A Tale of Two State Capitols
Tennessee’s Capitol in Nashville — one of only 11 state capitols that doesn’t have a dome* — was completed in 1859, more than one year before construction began on California’s Capitol on December 4, 1860.
The cornerstone of the Greek revival structure was laid on July 4, 1845. Dominating a hill along Charlotte Ave. overlooking the city, the structure took 14 years to finish – the same length of time as California’s Capitol. Much of the construction was done by convicts and slaves.
William Strickland, the architect, predicted the project would take three years. Costs were three times more than he estimated. An 1860 lithograph from the Tennessee State Archives says the final total was $1 million.
California’s overruns were significantly higher. Gov. John Weller pegged the initial price tag at $100,000 in 1860. When construction ended in 1874, the final tally was $2.5 million.

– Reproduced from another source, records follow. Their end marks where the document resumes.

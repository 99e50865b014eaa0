use std::fmt;

/// Display state for the globally-shown model name.
///
/// The label is pure presentation: it carries no behavioral weight and is
/// synchronized from the bridge on demand. A failed refresh degrades to
/// [`ModelLabel::Unavailable`] rather than surfacing an error.
#[derive(Debug, Clone, PartialEq, Eq, Default)]
pub enum ModelLabel {
    /// No refresh has completed yet.
    #[default]
    Unknown,

    /// The bridge reported this model name.
    Named(String),

    /// The last refresh failed.
    Unavailable,
}

impl ModelLabel {
    /// Returns the model name, if one is known.
    pub fn name(&self) -> Option<&str> {
        match self {
            ModelLabel::Named(name) => Some(name),
            _ => None,
        }
    }
}

impl fmt::Display for ModelLabel {
    fn fmt(&self, f: &mut fmt::Formatter<'_>) -> fmt::Result {
        match self {
            ModelLabel::Unknown => write!(f, "unknown"),
            ModelLabel::Named(name) => write!(f, "{name}"),
            ModelLabel::Unavailable => write!(f, "unavailable"),
        }
    }
}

Like Reuben Clark, the architect of California’s Capitol, the Tennessee Capitol proved Strickland’s undoing.
Strickland died in 1854, shortly after lawmakers moved into the still-unfinished edifice. His funeral was held in the chambers of Tennessee’s House of Representatives. His son, Francis, completed the job.
In 1864, Clark was committed to a Stockton insane asylum. He died there in 1866.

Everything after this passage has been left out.